Given adequate flow and room to meander the river will regenerate its shadowing riparian forest and the diversity of habitat types indicative of a healthy system. Although restoration of the riparian forest through active cultivation is important, in many places along the Sacramento River it is the preservation and re-establishment of dynamic physical processes that is key to a sustainable, healthy ecosystem. It is estimated that 30,000 acres of frequently flooded land is needed to sustain a viable riparian ecosystem in the roughly 100 river miles between Red Bluff and Colusa.

We cannot replace or recreate the beneficial effects of river meandering -- the erosion/deposition cycle that drives biological succession of riparian forests, replenishes and recycles spawning gravel, and renews and maintains habitat for aquatic and terrestrial species on a landscape scale. And yet, this natural process must be balanced against beneficial human uses/needs.

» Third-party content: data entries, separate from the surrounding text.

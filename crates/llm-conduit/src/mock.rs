//! Mock provider for testing.
//!
//! [`MockProvider`] is a queue-based fake: tests decide exactly what
//! each `generate` and `stream` call returns, without a network. Queued
//! streams are raw body bytes run through a real [`StreamDecoder`], so
//! code under test sees the same pipeline a live provider drives.
//!
//! ```rust,no_run
//! use llm_conduit::mock::MockProvider;
//! use llm_conduit::test_helpers::{mock_for, sample_response};
//! use llm_conduit::{ChatParams, Provider};
//!
//! # async fn example() {
//! let mock = mock_for("test", "test-model");
//! mock.queue_response(sample_response("Hello!"));
//!
//! let resp = mock.generate(&ChatParams::default()).await.unwrap();
//! assert_eq!(resp.text(), "Hello!");
//! assert_eq!(mock.recorded_calls().len(), 1);
//! # }
//! ```
//!
//! [`LlmError`] is not `Clone`, so queues hold the cloneable
//! [`MockError`] and convert it when popped.

use std::collections::VecDeque;
use std::fmt;
use std::sync::{Arc, Mutex, MutexGuard, PoisonError};

use bytes::Bytes;

use crate::decoder::StreamDecoder;
use crate::error::{ApiError, LlmError};
use crate::json::default_backend;
use crate::provider::{ChatParams, Provider, ProviderMetadata};
use crate::response::Response;
use crate::stream::{ByteStream, StreamingResponse};

/// Cloneable mirror of the common [`LlmError`] variants.
#[derive(Debug, Clone)]
pub enum MockError {
    /// Maps to [`LlmError::Http`].
    Http {
        /// HTTP status code, if any.
        status: Option<http::StatusCode>,
        /// Error message.
        message: String,
        /// Whether the error is retryable.
        retryable: bool,
    },
    /// Maps to [`LlmError::Api`], classified from the status.
    Api {
        /// HTTP status code.
        status: http::StatusCode,
        /// Provider error code.
        code: Option<String>,
        /// Error message.
        message: String,
    },
    /// Maps to [`LlmError::Auth`].
    Auth(String),
    /// Maps to [`LlmError::InvalidRequest`].
    InvalidRequest(String),
    /// Maps to [`LlmError::Timeout`].
    Timeout {
        /// Elapsed milliseconds.
        elapsed_ms: u64,
    },
    /// Maps to [`LlmError::ResponseFormat`].
    ResponseFormat {
        /// What went wrong during parsing.
        message: String,
        /// The raw payload.
        raw: String,
    },
}

impl MockError {
    /// Converts to the real error type.
    pub fn into_llm_error(self) -> LlmError {
        match self {
            Self::Http {
                status,
                message,
                retryable,
            } => LlmError::Http {
                status,
                message,
                retryable,
            },
            Self::Api {
                status,
                code,
                message,
            } => LlmError::Api(ApiError::new(status, code, message.clone(), message)),
            Self::Auth(msg) => LlmError::Auth(msg),
            Self::InvalidRequest(msg) => LlmError::InvalidRequest(msg),
            Self::Timeout { elapsed_ms } => LlmError::Timeout { elapsed_ms },
            Self::ResponseFormat { message, raw } => LlmError::ResponseFormat { message, raw },
        }
    }
}

/// A body and the decoder that will read it.
struct QueuedStream {
    chunks: Vec<Result<Bytes, MockError>>,
    decoder: Box<dyn StreamDecoder>,
}

type StreamSlot = Result<QueuedStream, MockError>;

/// A queue-based mock provider.
///
/// # Panics
///
/// [`generate`](Provider::generate) panics if the response queue is empty.
/// [`stream`](Provider::stream) panics if the stream queue is empty.
pub struct MockProvider {
    responses: Mutex<VecDeque<Result<Response, MockError>>>,
    streams: Mutex<VecDeque<StreamSlot>>,
    meta: ProviderMetadata,
    calls: Arc<Mutex<Vec<ChatParams>>>,
}

fn lock<T>(mutex: &Mutex<T>) -> MutexGuard<'_, T> {
    mutex.lock().unwrap_or_else(PoisonError::into_inner)
}

impl fmt::Debug for MockProvider {
    fn fmt(&self, f: &mut fmt::Formatter<'_>) -> fmt::Result {
        f.debug_struct("MockProvider")
            .field("meta", &self.meta)
            .field("queued_responses", &lock(&self.responses).len())
            .field("queued_streams", &lock(&self.streams).len())
            .field("recorded_calls", &lock(&self.calls).len())
            .finish()
    }
}

impl MockProvider {
    /// Creates a mock with empty queues.
    pub fn new(meta: ProviderMetadata) -> Self {
        Self {
            responses: Mutex::new(VecDeque::new()),
            streams: Mutex::new(VecDeque::new()),
            meta,
            calls: Arc::new(Mutex::new(Vec::new())),
        }
    }

    /// Enqueues a response for the next `generate` call.
    pub fn queue_response(&self, response: Response) -> &Self {
        lock(&self.responses).push_back(Ok(response));
        self
    }

    /// Enqueues an error for the next `generate` call.
    pub fn queue_error(&self, error: MockError) -> &Self {
        lock(&self.responses).push_back(Err(error));
        self
    }

    /// Enqueues a body for the next `stream` call, read with `decoder`.
    pub fn queue_stream(&self, chunks: Vec<Bytes>, decoder: Box<dyn StreamDecoder>) -> &Self {
        self.queue_stream_results(chunks.into_iter().map(Ok).collect(), decoder)
    }

    /// Enqueues a body whose items may fail mid-stream.
    pub fn queue_stream_results(
        &self,
        chunks: Vec<Result<Bytes, MockError>>,
        decoder: Box<dyn StreamDecoder>,
    ) -> &Self {
        lock(&self.streams).push_back(Ok(QueuedStream { chunks, decoder }));
        self
    }

    /// Enqueues an error returned by `stream()` itself, before any body
    /// is read (an error status, say).
    pub fn queue_stream_error(&self, error: MockError) -> &Self {
        lock(&self.streams).push_back(Err(error));
        self
    }

    /// Every `ChatParams` passed to `generate` or `stream`, in call order.
    pub fn recorded_calls(&self) -> Vec<ChatParams> {
        lock(&self.calls).clone()
    }

    fn record_call(&self, params: &ChatParams) {
        lock(&self.calls).push(params.clone());
    }
}

impl Provider for MockProvider {
    async fn generate(&self, params: &ChatParams) -> Result<Response, LlmError> {
        self.record_call(params);
        let result = lock(&self.responses)
            .pop_front()
            .expect("MockProvider: no queued responses remaining");
        result.map_err(MockError::into_llm_error)
    }

    async fn stream(&self, params: &ChatParams) -> Result<StreamingResponse, LlmError> {
        self.record_call(params);
        let queued = lock(&self.streams)
            .pop_front()
            .expect("MockProvider: no queued stream responses remaining");
        let QueuedStream { chunks, decoder } = queued.map_err(MockError::into_llm_error)?;

        let body: ByteStream = Box::pin(futures::stream::iter(
            chunks
                .into_iter()
                .map(|chunk| chunk.map_err(MockError::into_llm_error)),
        ));
        Ok(StreamingResponse::with_json_backend(
            body,
            decoder,
            default_backend(),
        ))
    }

    fn metadata(&self) -> ProviderMetadata {
        self.meta.clone()
    }
}

#[cfg(test)]
mod tests {
    use std::collections::HashSet;

    use futures::StreamExt;

    use super::*;
    use crate::error::ApiErrorKind;
    use crate::provider::{Capability, DynProvider};
    use crate::test_helpers::{TextDecoder, done_frame, sample_response, sse_frame};

    fn test_metadata() -> ProviderMetadata {
        ProviderMetadata {
            name: "mock".into(),
            model: "test-model".into(),
            context_window: 128_000,
            capabilities: HashSet::from([Capability::Tools]),
        }
    }

    #[tokio::test]
    async fn test_mock_generate_returns_queued() {
        let mock = MockProvider::new(test_metadata());
        mock.queue_response(sample_response("first"));
        mock.queue_response(sample_response("second"));

        let r1 = mock.generate(&ChatParams::default()).await.unwrap();
        let r2 = mock.generate(&ChatParams::default()).await.unwrap();
        assert_eq!(r1.text(), "first");
        assert_eq!(r2.text(), "second");
    }

    #[tokio::test]
    async fn test_mock_generate_error() {
        let mock = MockProvider::new(test_metadata());
        mock.queue_error(MockError::Api {
            status: http::StatusCode::TOO_MANY_REQUESTS,
            code: None,
            message: "slow down".into(),
        });

        let err = mock.generate(&ChatParams::default()).await.unwrap_err();
        assert_eq!(err.api_kind(), Some(ApiErrorKind::RateLimit));
    }

    #[tokio::test]
    #[should_panic(expected = "no queued responses")]
    async fn test_mock_generate_empty_queue_panics() {
        let mock = MockProvider::new(test_metadata());
        let _ = mock.generate(&ChatParams::default()).await;
    }

    #[tokio::test]
    async fn test_mock_stream_runs_pipeline() {
        let mock = MockProvider::new(test_metadata());
        let body = format!(
            "{}{}{}",
            sse_frame(&serde_json::json!({"text": "hello"})),
            sse_frame(&serde_json::json!({"text": " world"})),
            done_frame()
        );
        mock.queue_stream(vec![Bytes::from(body)], Box::new(TextDecoder));

        let stream = mock.stream(&ChatParams::default()).await.unwrap();
        let resp = stream.collect().await.unwrap();
        assert_eq!(resp.text(), "hello world");
        assert!(resp.is_complete());
    }

    #[tokio::test]
    async fn test_mock_stream_mid_failure() {
        let mock = MockProvider::new(test_metadata());
        mock.queue_stream_results(
            vec![
                Ok(Bytes::from(sse_frame(&serde_json::json!({"text": "par"})))),
                Err(MockError::Http {
                    status: None,
                    message: "reset".into(),
                    retryable: true,
                }),
            ],
            Box::new(TextDecoder),
        );

        let mut stream = mock.stream(&ChatParams::default()).await.unwrap();
        let mut items = Vec::new();
        while let Some(item) = stream.next().await {
            items.push(item);
        }
        assert!(items[0].is_ok());
        assert!(items.last().unwrap().is_err());
        assert!(!stream.into_response().is_complete());
    }

    #[tokio::test]
    async fn test_mock_stream_error() {
        let mock = MockProvider::new(test_metadata());
        mock.queue_stream_error(MockError::Auth("bad token".into()));

        let err = mock.stream(&ChatParams::default()).await.err().unwrap();
        assert!(matches!(err, LlmError::Auth(_)));
    }

    #[tokio::test]
    async fn test_mock_records_params() {
        let mock = MockProvider::new(test_metadata());
        mock.queue_response(sample_response("ok"));

        let params = ChatParams {
            temperature: Some(0.5),
            system: Some("be brief".into()),
            ..Default::default()
        };
        let _ = mock.generate(&params).await;

        let recorded = mock.recorded_calls();
        assert_eq!(recorded.len(), 1);
        assert_eq!(recorded[0].temperature, Some(0.5));
    }

    #[tokio::test]
    async fn test_mock_as_dyn_provider() {
        let mock = MockProvider::new(test_metadata());
        mock.queue_response(sample_response("boxed"));
        let provider: Box<dyn DynProvider> = Box::new(mock);

        let resp = provider
            .generate_boxed(&ChatParams::default())
            .await
            .unwrap();
        assert_eq!(resp.text(), "boxed");
        assert_eq!(provider.metadata().model, "test-model");
    }
}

Recognizing that the Sacramento River is both a natural and a cultural system, the Sacramento River Advisory Council (created by Senate Bill 1086, in 1986) and, more recently, the Sacramento River Conservation Area Forum are working to ensure that habitat management along the Sacramento River addresses both the dynamics of riparian ecosystems as well as the realities of local government, agricultural, landowner and stakeholder issues.